I have just finished this thoroughly enjoyable book. I recommend this exciting and honest account of the Rhodesian Bush War by Dennis Croukamp. Every time I picked up the book I was immediately whisked back to the Rhodesia that I grew up in. The book is available in paperback and ebook format from Amazon.com. It costs a bit more than the average book but I think it is well worth every penny. It is fast paced, exciting, well balanced and wonderfully honest account of life in the armed forces in Rhodesia during the Bush War....
I thoroughly enjoyed reading this book and admire the author for his candor and honesty. Most people tend to gloss over their shortcomings and when writing with the benefit of hindsight, are prone to a little creativity when it comes to speaking about their feelings at the time of the events. The brutal honesty left me wondering if there was anything left to tell that he had not told. Again, with all books dealing with Rhodesia, is the inevitable sad conclusion of a once great country made great by a mere handful of white folk against overwhelming odds and how in under a decade MOST of it had been, and continues to be reduced to nothing more than rubble by a dictatorship intent on self enrichment at the expense of a good country and great people! Shame on them but one big salute to the men who built and fought for this great country...even if it ended in disaster at the hands of conniving politicans!!
This book had me hooked throughout. It is a wonderfully personal account of a highly individualistic soldier's bush war and takes place over 14 years. Vastly better than a shoot-em-up for armchair warriors Kroukamp tells the reader what he is feeling throughout - which is not always comfortable reading.

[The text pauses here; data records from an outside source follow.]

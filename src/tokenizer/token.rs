use std::fmt;
use std::ops::Range;

#[cfg(feature = "serde")]
use serde::{Deserialize, Serialize};

/// Every kind of token the tokenizer can produce.
#[derive(Debug, Clone, Copy, PartialEq, Eq, Hash)]
#[cfg_attr(feature = "serde", derive(Serialize, Deserialize))]
#[cfg_attr(feature = "serde", serde(rename_all = "SCREAMING_SNAKE_CASE"))]
pub enum TokenKind {
    Text,
    DollarReferenceDollar,
    DollarReferenceBody,
    BlockScriptletOpen,
    ExpressionScriptletOpen,
    ScriptletBody,
    ScriptletClose,
    ImportBlockOpen,
    ImportBlockBody,
    ImportBlockClose,
    DollarScriptletOpen,
    DollarScriptletBody,
    DollarScriptletClose,
}

impl TokenKind {
    pub const ALL: [TokenKind; 13] = [
        TokenKind::Text,
        TokenKind::DollarReferenceDollar,
        TokenKind::DollarReferenceBody,
        TokenKind::BlockScriptletOpen,
        TokenKind::ExpressionScriptletOpen,
        TokenKind::ScriptletBody,
        TokenKind::ScriptletClose,
        TokenKind::ImportBlockOpen,
        TokenKind::ImportBlockBody,
        TokenKind::ImportBlockClose,
        TokenKind::DollarScriptletOpen,
        TokenKind::DollarScriptletBody,
        TokenKind::DollarScriptletClose,
    ];

    pub fn as_str(&self) -> &'static str {
        match self {
            Self::Text => "TEXT",
            Self::DollarReferenceDollar => "DOLLAR_REFERENCE_DOLLAR",
            Self::DollarReferenceBody => "DOLLAR_REFERENCE_BODY",
            Self::BlockScriptletOpen => "BLOCK_SCRIPTLET_OPEN",
            Self::ExpressionScriptletOpen => "EXPRESSION_SCRIPTLET_OPEN",
            Self::ScriptletBody => "SCRIPTLET_BODY",
            Self::ScriptletClose => "SCRIPTLET_CLOSE",
            Self::ImportBlockOpen => "IMPORT_BLOCK_OPEN",
            Self::ImportBlockBody => "IMPORT_BLOCK_BODY",
            Self::ImportBlockClose => "IMPORT_BLOCK_CLOSE",
            Self::DollarScriptletOpen => "DOLLAR_SCRIPTLET_OPEN",
            Self::DollarScriptletBody => "DOLLAR_SCRIPTLET_BODY",
            Self::DollarScriptletClose => "DOLLAR_SCRIPTLET_CLOSE",
        }
    }

    /// Whether this kind opens a delimited construct.
    pub fn is_open(&self) -> bool {
        matches!(
            self,
            Self::BlockScriptletOpen
                | Self::ExpressionScriptletOpen
                | Self::ImportBlockOpen
                | Self::DollarScriptletOpen
        )
    }

    pub fn is_close(&self) -> bool {
        matches!(
            self,
            Self::ScriptletClose | Self::ImportBlockClose | Self::DollarScriptletClose
        )
    }
}

impl fmt::Display for TokenKind {
    fn fmt(&self, f: &mut fmt::Formatter<'_>) -> fmt::Result {
        f.write_str(self.as_str())
    }
}

/// Lexical states of the tokenizer's state machine.
#[derive(Debug, Default, Clone, Copy, PartialEq, Eq, Hash)]
#[cfg_attr(feature = "serde", derive(Serialize, Deserialize))]
#[cfg_attr(feature = "serde", serde(rename_all = "SCREAMING_SNAKE_CASE"))]
pub enum LexState {
    #[default]
    Text,
    DollarReferenceBody,
    ScriptletBody,
    ScriptletClose,
    ImportBlockBody,
    ImportBlockClose,
    DollarScriptletBody,
    DollarScriptletClose,
}

impl LexState {
    pub fn as_str(&self) -> &'static str {
        match self {
            Self::Text => "TEXT",
            Self::DollarReferenceBody => "DOLLAR_REFERENCE_BODY",
            Self::ScriptletBody => "SCRIPTLET_BODY",
            Self::ScriptletClose => "SCRIPTLET_CLOSE",
            Self::ImportBlockBody => "IMPORT_BLOCK_BODY",
            Self::ImportBlockClose => "IMPORT_BLOCK_CLOSE",
            Self::DollarScriptletBody => "DOLLAR_SCRIPTLET_BODY",
            Self::DollarScriptletClose => "DOLLAR_SCRIPTLET_CLOSE",
        }
    }
}

impl fmt::Display for LexState {
    fn fmt(&self, f: &mut fmt::Formatter<'_>) -> fmt::Result {
        f.write_str(self.as_str())
    }
}

/// A half-open `[start, end)` byte range of the source, tagged with its kind.
///
/// Tokens never own text; use [`Token::text`] with the source they were
/// lexed from.
#[derive(Debug, Clone, Copy, PartialEq, Eq, Hash)]
#[cfg_attr(feature = "serde", derive(Serialize, Deserialize))]
pub struct Token {
    pub kind: TokenKind,
    pub start: usize,
    pub end: usize,
}

impl Token {
    pub fn new(kind: TokenKind, start: usize, end: usize) -> Self {
        Self { kind, start, end }
    }

    pub fn span(&self) -> Range<usize> {
        self.start..self.end
    }

    pub fn len(&self) -> usize {
        self.end - self.start
    }

    pub fn is_empty(&self) -> bool {
        self.start == self.end
    }

    /// The slice of `source` this token covers, or `""` if the span does not
    /// fit `source`.
    pub fn text<'s>(&self, source: &'s str) -> &'s str {
        source.get(self.span()).unwrap_or_default()
    }
}

impl fmt::Display for Token {
    fn fmt(&self, f: &mut fmt::Formatter<'_>) -> fmt::Result {
        write!(f, "{}[{}, {})", self.kind, self.start, self.end)
    }
}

I was fascinated by what felt like his absolute addiction to war and adrenaline fixes (freefall parachuting when not fighting) and the venting of lots of spleen over events that it took him twenty+ years to get to print, and a seemingly astonishing level of recall. As he remarks at the end this was a corporal's war and the whole thing is viewed from this perspective, including inevitably lots of resentment about officers.
It is a testament to his obviously great skills, and the great need of the Rhodesian Army for them, that he survived and prospered in the Army for such a long time. In many others he would have been out on his ear, and probably into prison, remarkably quickly.
This is without doubt the most honest and gripping war memoire that I have ever read. I really hope that in writing it he has exorcised some of his demons.
An interesting story of the life of an extraordinary soldier in an almost forgotten war. Most of the content was new to me and fascinating stuff not least because of peripheral involvement. As to the style, written as an 'almost diary' I think I would have glossed over the early years, they bare little relevance to the main story and become a little irritating. However that aside, once past, the story picks up and moves at one hell of a pace. I would like to point out, that while Mr Croukamp's angst at all things British is entirely understandable, quite a few of us in the army at the time felt very strongly about the antics of Wilson and his pink communists. I and most of the other young officers in my organisation threatened to resign rather than have anything to do with enforcing a settlement and I know of similar stories with the RAF crews out of Antanarivo. So Rhodesia was not entirely alone, would that the result had been different. A thrilling tale and worth reading
It does exactly what it says on the tin. One man's account of the Rhodesian War; a full time soldier with a huge variety of experiences. I enjoyed his descriptions of tracking and operations though his description of characters were very idiosyncratic if not bitter. It is clear that this war allowed and often invited bitterness, but you have to admire the length of time the Rhodesians held out against all the odds with little help or sympathy from the outside world.
I thoroughly enjoyed the book which brought back memories of my association with the author Dennis and the Selous Scouts Regiment we had both served with. Dennis took many risks whilst operating in a hostle environment and can recomend this book to anyone who likes adventure.
I read ‘The Bush War In Rhodesia’ after reading Pamwe Chete and The Elite so it was very enjoyable to get a personal account from someone who had actually taken part in some of the missions I had only just read about in the other books. The personal perspective made a huge impact and I thoroughly enjoyed it.
The escape and evasion from Mozambique is definitely the highlight and from a purely human survival viewpoint against the environment and the enemy, it was absolutely riveting.
Overall, there was a theme that made me chuckle. Dennis respected authority but not s*** authority!
A great story and highly recommended for anyone who wants to read more about the personal experiences of Rhodesian soldiers during the Bush War.
This is a brutally honest and truthful memoir which gives an insight into the bush war rarely appreciated by anyone not involved. Written with humor and perspective that only a combat vet who fought in Africa could have. Dennis' view of being a professional soldier is refreshing as he recaps his love for his profession and his pride in his unit.
A truly excellent read.......not for the faint hearted!